The task
Find every line in the records below that holds the word "routes", and copy each one.

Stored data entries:

┄┄┄┄┄┄┄┄┄┄┄┄┄┄┄┄┄┄┄┄

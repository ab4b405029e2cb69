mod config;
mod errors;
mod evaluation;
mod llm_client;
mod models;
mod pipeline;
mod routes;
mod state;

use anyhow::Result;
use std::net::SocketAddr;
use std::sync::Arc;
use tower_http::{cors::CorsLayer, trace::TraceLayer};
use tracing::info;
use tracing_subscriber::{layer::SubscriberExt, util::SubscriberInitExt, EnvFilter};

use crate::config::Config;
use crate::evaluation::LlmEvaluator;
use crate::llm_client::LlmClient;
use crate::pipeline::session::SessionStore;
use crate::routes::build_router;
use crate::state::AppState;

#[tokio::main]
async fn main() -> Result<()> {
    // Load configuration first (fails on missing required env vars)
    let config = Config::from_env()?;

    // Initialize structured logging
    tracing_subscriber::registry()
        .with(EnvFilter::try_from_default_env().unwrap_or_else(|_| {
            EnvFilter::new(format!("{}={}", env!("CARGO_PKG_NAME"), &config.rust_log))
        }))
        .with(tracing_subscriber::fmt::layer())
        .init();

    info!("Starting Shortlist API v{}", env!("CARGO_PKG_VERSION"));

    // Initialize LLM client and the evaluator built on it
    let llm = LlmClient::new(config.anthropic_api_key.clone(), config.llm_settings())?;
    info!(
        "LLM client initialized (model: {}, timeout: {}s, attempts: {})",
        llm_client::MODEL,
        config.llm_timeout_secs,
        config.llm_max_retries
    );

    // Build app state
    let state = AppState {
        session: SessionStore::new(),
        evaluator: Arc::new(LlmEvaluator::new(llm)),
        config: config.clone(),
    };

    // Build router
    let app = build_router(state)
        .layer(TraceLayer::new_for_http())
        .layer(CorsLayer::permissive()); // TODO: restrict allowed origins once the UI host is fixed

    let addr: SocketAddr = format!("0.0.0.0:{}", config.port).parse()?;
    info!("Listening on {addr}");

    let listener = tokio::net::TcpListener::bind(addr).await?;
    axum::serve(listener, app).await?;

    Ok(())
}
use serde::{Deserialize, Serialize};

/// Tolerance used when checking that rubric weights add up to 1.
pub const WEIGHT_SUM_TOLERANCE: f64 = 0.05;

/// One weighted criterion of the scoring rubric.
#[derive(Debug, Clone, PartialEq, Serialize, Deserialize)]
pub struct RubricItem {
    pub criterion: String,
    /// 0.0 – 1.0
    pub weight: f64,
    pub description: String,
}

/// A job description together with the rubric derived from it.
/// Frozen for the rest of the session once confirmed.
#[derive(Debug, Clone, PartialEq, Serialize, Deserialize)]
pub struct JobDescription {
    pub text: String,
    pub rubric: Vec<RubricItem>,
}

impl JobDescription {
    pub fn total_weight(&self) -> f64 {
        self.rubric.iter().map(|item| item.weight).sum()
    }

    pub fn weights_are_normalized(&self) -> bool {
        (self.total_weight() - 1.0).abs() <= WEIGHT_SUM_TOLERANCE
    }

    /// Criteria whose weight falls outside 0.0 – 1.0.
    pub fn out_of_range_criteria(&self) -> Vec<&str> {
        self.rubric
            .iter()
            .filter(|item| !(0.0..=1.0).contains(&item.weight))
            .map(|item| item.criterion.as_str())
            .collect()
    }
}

┄┄┄┄┄┄┄┄┄┄┄┄┄┄┄┄┄┄┄┄

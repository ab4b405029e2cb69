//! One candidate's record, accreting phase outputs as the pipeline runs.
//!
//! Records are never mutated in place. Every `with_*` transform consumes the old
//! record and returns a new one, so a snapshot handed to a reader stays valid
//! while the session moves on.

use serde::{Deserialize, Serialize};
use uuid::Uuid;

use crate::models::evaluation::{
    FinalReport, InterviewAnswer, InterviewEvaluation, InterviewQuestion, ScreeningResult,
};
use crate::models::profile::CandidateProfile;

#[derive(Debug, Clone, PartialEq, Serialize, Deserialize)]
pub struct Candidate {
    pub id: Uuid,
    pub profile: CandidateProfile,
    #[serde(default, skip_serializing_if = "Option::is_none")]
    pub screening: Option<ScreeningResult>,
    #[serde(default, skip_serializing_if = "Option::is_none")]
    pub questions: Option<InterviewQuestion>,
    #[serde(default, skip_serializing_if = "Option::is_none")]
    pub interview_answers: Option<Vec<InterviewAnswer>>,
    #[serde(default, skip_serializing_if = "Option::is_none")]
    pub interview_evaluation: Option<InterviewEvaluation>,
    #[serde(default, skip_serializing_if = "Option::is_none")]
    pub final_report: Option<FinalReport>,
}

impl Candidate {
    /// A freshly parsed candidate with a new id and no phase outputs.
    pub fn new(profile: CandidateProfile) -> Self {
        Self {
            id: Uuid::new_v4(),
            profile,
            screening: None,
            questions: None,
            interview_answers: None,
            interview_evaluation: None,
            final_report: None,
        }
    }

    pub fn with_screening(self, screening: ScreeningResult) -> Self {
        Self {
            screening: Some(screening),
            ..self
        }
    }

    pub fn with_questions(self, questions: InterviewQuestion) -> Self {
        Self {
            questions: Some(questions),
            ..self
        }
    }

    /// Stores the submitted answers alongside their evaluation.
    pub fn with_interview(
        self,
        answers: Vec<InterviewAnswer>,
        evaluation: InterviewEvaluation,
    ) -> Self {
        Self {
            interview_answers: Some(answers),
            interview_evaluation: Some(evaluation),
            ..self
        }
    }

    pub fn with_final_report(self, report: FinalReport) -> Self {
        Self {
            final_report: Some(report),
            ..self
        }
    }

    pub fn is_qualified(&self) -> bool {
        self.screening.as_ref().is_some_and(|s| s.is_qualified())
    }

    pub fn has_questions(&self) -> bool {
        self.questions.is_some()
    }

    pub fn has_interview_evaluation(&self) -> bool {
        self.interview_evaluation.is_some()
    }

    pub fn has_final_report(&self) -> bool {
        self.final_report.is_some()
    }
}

┄┄┄┄┄┄┄┄┄┄┄┄┄┄┄┄┄┄┄┄

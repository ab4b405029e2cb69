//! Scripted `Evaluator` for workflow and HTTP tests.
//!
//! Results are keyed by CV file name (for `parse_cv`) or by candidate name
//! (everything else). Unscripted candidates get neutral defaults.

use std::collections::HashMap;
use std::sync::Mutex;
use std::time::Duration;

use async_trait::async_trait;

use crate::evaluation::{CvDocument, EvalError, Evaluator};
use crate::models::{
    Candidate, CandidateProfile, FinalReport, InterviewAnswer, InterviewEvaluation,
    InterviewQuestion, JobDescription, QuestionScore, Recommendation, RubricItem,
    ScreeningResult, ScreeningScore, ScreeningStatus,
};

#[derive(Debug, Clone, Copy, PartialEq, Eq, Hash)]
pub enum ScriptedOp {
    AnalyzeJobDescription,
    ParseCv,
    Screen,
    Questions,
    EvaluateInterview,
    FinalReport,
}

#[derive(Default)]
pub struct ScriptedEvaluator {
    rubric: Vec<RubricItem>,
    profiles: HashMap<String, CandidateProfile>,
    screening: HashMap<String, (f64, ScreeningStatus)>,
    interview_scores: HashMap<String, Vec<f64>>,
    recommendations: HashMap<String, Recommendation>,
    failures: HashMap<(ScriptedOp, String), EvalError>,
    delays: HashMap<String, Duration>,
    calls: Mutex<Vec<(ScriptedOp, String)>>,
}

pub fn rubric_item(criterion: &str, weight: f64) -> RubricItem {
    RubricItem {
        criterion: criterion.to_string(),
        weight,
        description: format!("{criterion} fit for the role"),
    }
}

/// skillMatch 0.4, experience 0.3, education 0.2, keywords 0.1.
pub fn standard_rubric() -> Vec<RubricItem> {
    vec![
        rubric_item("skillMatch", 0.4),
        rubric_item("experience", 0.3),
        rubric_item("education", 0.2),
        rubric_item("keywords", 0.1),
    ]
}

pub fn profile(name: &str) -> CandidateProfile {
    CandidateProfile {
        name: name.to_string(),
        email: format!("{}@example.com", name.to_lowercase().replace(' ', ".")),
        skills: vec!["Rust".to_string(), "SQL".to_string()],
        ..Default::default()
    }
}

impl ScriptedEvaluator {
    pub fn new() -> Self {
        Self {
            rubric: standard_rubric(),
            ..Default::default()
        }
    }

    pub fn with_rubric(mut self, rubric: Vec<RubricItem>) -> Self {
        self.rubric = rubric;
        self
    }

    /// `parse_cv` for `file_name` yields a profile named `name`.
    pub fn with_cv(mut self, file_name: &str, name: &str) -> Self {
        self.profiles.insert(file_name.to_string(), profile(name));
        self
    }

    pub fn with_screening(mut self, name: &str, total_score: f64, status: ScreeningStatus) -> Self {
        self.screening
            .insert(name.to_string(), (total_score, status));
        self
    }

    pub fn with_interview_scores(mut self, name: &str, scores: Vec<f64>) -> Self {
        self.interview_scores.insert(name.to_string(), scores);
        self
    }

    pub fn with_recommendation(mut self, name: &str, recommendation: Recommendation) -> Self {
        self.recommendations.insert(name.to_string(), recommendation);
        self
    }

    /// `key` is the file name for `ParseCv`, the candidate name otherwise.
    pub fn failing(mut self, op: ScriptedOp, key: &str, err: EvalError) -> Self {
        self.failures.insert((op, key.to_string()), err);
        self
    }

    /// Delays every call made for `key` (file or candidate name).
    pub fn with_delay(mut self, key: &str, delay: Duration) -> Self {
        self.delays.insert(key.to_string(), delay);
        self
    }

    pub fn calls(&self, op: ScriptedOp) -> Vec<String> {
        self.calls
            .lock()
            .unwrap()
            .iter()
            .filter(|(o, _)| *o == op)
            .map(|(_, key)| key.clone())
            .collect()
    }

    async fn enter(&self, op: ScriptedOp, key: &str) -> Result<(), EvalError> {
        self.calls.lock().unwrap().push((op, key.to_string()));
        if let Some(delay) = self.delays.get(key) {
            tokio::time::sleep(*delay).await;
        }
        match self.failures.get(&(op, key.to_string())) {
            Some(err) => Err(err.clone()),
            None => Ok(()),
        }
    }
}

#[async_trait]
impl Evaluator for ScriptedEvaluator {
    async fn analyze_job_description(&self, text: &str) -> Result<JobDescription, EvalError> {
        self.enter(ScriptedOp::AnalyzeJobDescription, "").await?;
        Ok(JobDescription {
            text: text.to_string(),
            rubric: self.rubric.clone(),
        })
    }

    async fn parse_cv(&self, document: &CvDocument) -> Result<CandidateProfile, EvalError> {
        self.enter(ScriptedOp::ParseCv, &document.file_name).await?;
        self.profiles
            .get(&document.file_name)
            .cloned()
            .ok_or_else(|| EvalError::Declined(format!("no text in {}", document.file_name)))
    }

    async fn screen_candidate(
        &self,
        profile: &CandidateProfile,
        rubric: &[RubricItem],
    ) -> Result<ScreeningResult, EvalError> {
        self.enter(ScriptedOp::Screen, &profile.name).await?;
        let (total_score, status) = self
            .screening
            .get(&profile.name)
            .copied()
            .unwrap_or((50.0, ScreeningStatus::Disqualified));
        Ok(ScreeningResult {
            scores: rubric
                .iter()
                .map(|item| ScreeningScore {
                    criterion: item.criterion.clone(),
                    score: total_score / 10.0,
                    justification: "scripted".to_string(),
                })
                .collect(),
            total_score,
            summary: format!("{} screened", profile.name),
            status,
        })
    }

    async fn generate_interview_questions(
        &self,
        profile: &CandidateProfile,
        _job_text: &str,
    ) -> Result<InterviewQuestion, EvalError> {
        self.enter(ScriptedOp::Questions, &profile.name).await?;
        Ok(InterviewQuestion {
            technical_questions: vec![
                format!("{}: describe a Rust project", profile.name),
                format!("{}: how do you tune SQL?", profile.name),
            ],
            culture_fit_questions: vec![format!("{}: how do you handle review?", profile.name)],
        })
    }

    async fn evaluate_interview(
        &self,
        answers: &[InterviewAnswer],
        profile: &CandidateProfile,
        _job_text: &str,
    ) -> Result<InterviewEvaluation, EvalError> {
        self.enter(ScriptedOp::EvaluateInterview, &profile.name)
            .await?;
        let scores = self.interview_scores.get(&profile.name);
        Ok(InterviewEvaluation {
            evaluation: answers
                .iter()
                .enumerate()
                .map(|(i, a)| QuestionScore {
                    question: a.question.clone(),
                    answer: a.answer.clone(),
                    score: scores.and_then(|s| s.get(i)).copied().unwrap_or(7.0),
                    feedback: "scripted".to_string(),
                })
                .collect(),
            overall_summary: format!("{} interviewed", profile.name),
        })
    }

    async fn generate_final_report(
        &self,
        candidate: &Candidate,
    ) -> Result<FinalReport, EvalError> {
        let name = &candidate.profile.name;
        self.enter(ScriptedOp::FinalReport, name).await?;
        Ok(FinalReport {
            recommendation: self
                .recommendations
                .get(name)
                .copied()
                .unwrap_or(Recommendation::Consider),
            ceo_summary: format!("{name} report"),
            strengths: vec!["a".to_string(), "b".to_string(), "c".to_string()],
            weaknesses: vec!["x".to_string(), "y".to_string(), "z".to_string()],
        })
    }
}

┄┄┄┄┄┄┄┄┄┄┄┄┄┄┄┄┄┄┄┄

Result
mod routes;
use crate::routes::build_router;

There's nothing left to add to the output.